Il naît véritablement aux Etats-Unis dans les années 1920 et ne connait son véritable essor qu’après la seconde guerre mondiale. Une des références en la matière reste incontestablement : ‘Moisson Rouge’ de Dashiell Hammet paru en 1932. Ce genre de la littérature policière est, pour moi, incontournable car il entraîne une réflexion permanente sur la Société ou des faits marquants de l’Histoire. J’ai eu le plaisir d’en chroniquer plusieurs sur ce blog. Des auteurs qui se sont adonnés à ce genre et qui sont à découvrir tels que : Antonin Varenne, Laurent Guillaume, Marin Ledun, Sébastien Doubinsky, Hervé Sard…
‘Franco est mort jeudi’ est, dans un premier temps, le récit de la vie de Manu à Marseille, cet homme qui sort de prison et qui doit maintenant affronter les soucis de la vie quotidienne : se mettre en quête d’un travail alors qu’il approche la cinquantaine et qu’il n’a aucune formation et qui voit les problèmes s’accumuler : la santé de son père qui se dégrade de jour en jour, un père avec qui il entretient des relations plus que houleuses, sa femme Agnès qui l’a quitté pour un autre et dont il est toujours éperdument amoureux, ses problèmes d’argent et son fils Patrice qui a de très gros ennuis.
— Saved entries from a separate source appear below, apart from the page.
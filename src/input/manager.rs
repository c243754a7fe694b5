//! Input manager for handling different file types

use crate::error::{MatcherError, Result};
use crate::input::file_detector::FileType;
use crate::input::text_extractor::{MarkdownExtractor, PdfExtractor, PlainTextExtractor, TextExtractor};
use log::{debug, info};
use serde::{Deserialize, Serialize};
use std::collections::HashMap;
use std::fmt;
use std::path::{Path, PathBuf};

#[derive(Debug, Clone, Copy, PartialEq, Eq, Serialize, Deserialize)]
pub enum DocumentKind {
    Resume,
    JobDescription,
}

impl fmt::Display for DocumentKind {
    fn fmt(&self, f: &mut fmt::Formatter<'_>) -> fmt::Result {
        match self {
            DocumentKind::Resume => write!(f, "resume"),
            DocumentKind::JobDescription => write!(f, "job description"),
        }
    }
}

/// Where a document's text comes from: an uploaded file or pasted text
#[derive(Debug, Clone, PartialEq)]
pub enum TextSource {
    File(PathBuf),
    Inline(String),
}

impl TextSource {
    /// Prefer the file when both are given, mirroring upload-over-paste
    pub fn from_args(file: Option<PathBuf>, text: Option<String>) -> Option<Self> {
        match (file, text) {
            (Some(path), _) => Some(TextSource::File(path)),
            (None, Some(text)) => Some(TextSource::Inline(text)),
            (None, None) => None,
        }
    }

    pub fn label(&self) -> String {
        match self {
            TextSource::File(path) => path.display().to_string(),
            TextSource::Inline(_) => "pasted text".to_string(),
        }
    }
}

/// Raw text of one resume or job description, read once per comparison
#[derive(Debug, Clone, PartialEq)]
pub struct Document {
    pub kind: DocumentKind,
    pub source: String,
    pub text: String,
}

impl Document {
    pub fn new(kind: DocumentKind, source: impl Into<String>, text: impl Into<String>) -> Self {
        Self {
            kind,
            source: source.into(),
            text: text.into(),
        }
    }

    pub fn is_blank(&self) -> bool {
        self.text.trim().is_empty()
    }

    pub fn char_count(&self) -> usize {
        self.text.chars().count()
    }
}

pub struct InputManager {
    cache: HashMap<PathBuf, String>,
    enable_cache: bool,
}

impl Default for InputManager {
    fn default() -> Self {
        Self::new()
    }
}

impl InputManager {
    pub fn new() -> Self {
        Self {
            cache: HashMap::new(),
            enable_cache: true,
        }
    }

    pub fn with_cache(mut self, enable: bool) -> Self {
        self.enable_cache = enable;
        self
    }

    /// Resolve a source into a document; pasted text is trimmed
    pub async fn load(&mut self, kind: DocumentKind, source: &TextSource) -> Result<Document> {
        let text = match source {
            TextSource::File(path) => self.extract_text(path).await?,
            TextSource::Inline(text) => text.trim().to_string(),
        };

        debug!("Loaded {} from {}: {} characters", kind, source.label(), text.chars().count());
        Ok(Document::new(kind, source.label(), text))
    }

    pub async fn extract_text(&mut self, path: &Path) -> Result<String> {
        if self.enable_cache {
            if let Some(cached_text) = self.cache.get(path) {
                info!("Using cached text for: {}", path.display());
                return Ok(cached_text.clone());
            }
        }

        if !path.exists() {
            return Err(MatcherError::InvalidInput(format!(
                "File does not exist: {}",
                path.display()
            )));
        }

        let file_type = FileType::from_path(path).ok_or_else(|| {
            MatcherError::InvalidInput(format!("File has no extension: {}", path.display()))
        })?;

        let text = match file_type {
            FileType::Pdf => {
                info!("Extracting text from PDF: {}", path.display());
                PdfExtractor.extract(path).await?
            }
            FileType::Text => {
                info!("Reading plain text file: {}", path.display());
                PlainTextExtractor.extract(path).await?
            }
            FileType::Markdown => {
                info!("Processing markdown file: {}", path.display());
                MarkdownExtractor.extract(path).await?
            }
            FileType::Unknown => {
                return Err(MatcherError::UnsupportedFormat(format!(
                    "Unsupported file type for: {}",
                    path.display()
                )));
            }
        };

        if self.enable_cache {
            self.cache.insert(path.to_path_buf(), text.clone());
        }

        Ok(text)
    }

    pub fn clear_cache(&mut self) {
        self.cache.clear();
    }

    pub fn cache_size(&self) -> usize {
        self.cache.len()
    }
}
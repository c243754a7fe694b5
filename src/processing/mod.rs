//! Keyword matching: extraction, counting, comparison and recommendations

pub mod keywords;
pub mod comparator;
pub mod recommendations;

pub use comparator::{compare_keywords, ComparisonResult, KeywordComparator};
pub use keywords::{extract_keywords, keyword_frequency, ExclusionSets, KeywordExtractor};
pub use recommendations::generate_recommendations;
A tel point que sa vie ainsi que celle de sa mère seront en danger. Le jour où il reçoit une lettre de Madrid d’une femme qui se prétend être sa petite cousine : Paola Tarrades, sa vie va prendre un autre tournant. Il va, via cette lettre, découvrir une partie de la vie de sa mère qu’il ne connaissait pas. Celle qu’il adorait ne lui avait jamais rien dit même avant de le quitter pour toujours. Elle lui avait toujours déclaré, ainsi qu’à son père, ne plus avoir de famille. Alors, comment, dans ce cas, expliquer l’existence de cette petite cousine qui lui demande de venir le rejoindre à Madrid afin d’éclairer certains points ? Sceptique, il va dans un premier temps interroger son père et apprendre qu’Elisa était amie à l’époque avec 4 hommes dont il va essayer de retrouver la trace. Manu va apprendre que sa famille a tenu un rôle important dans le conflit Espagnol et découvrir un passé dont il était bien loin d’imaginer l’existence. A partir de l’annonce de la mort de Franco, la mère de Manu ressent le besoin d'écrire. Un devoir de mémoire afin que ces évènements ne tombent pas dans l'oubli. L’histoire d’une vie va alors s’ouvrir à Manu.
Le personnage central du roman deviendra rapidement Clovis Narigou, celui à qui fait appel Manu afin de l'aider. Clo n'est pas au bout de ses surprises...
‘J’ai voulu ensevelir les pages noires de mon enfance sous la poussière des ans, j’espérais que le temps qui passe en effacerait les réminiscences. J’étais persuadée d’être arrivée à mes fins, jusqu’à ce que l’annonce du décès de Franco-la-Muerte ouvre en grand les vannes de ma mémoire et me noie dans un flot mélangé d’images, de sons et d’odeurs de mon passé espagnol’.
Entre Marseille et Madrid, le lecteur aura également le loisir de voyager dans ces deux villes.
Ce roman retrace donc, en partie, la terreur qui a régné sous ce régime totalitariste et certaines horreurs qu’ont subies nombre d’hommes et de femmes dans les combats entre Républicains et Nationalistes sur une période allant de juillet 1936 à avril 1939. Un combat qui s'est soldé par la défaite des républicains et l'établissement de la dictature de Franco qui gouverna jusqu'en 1975. Un récit très documenté écrit par un auteur incontestablement à découvrir.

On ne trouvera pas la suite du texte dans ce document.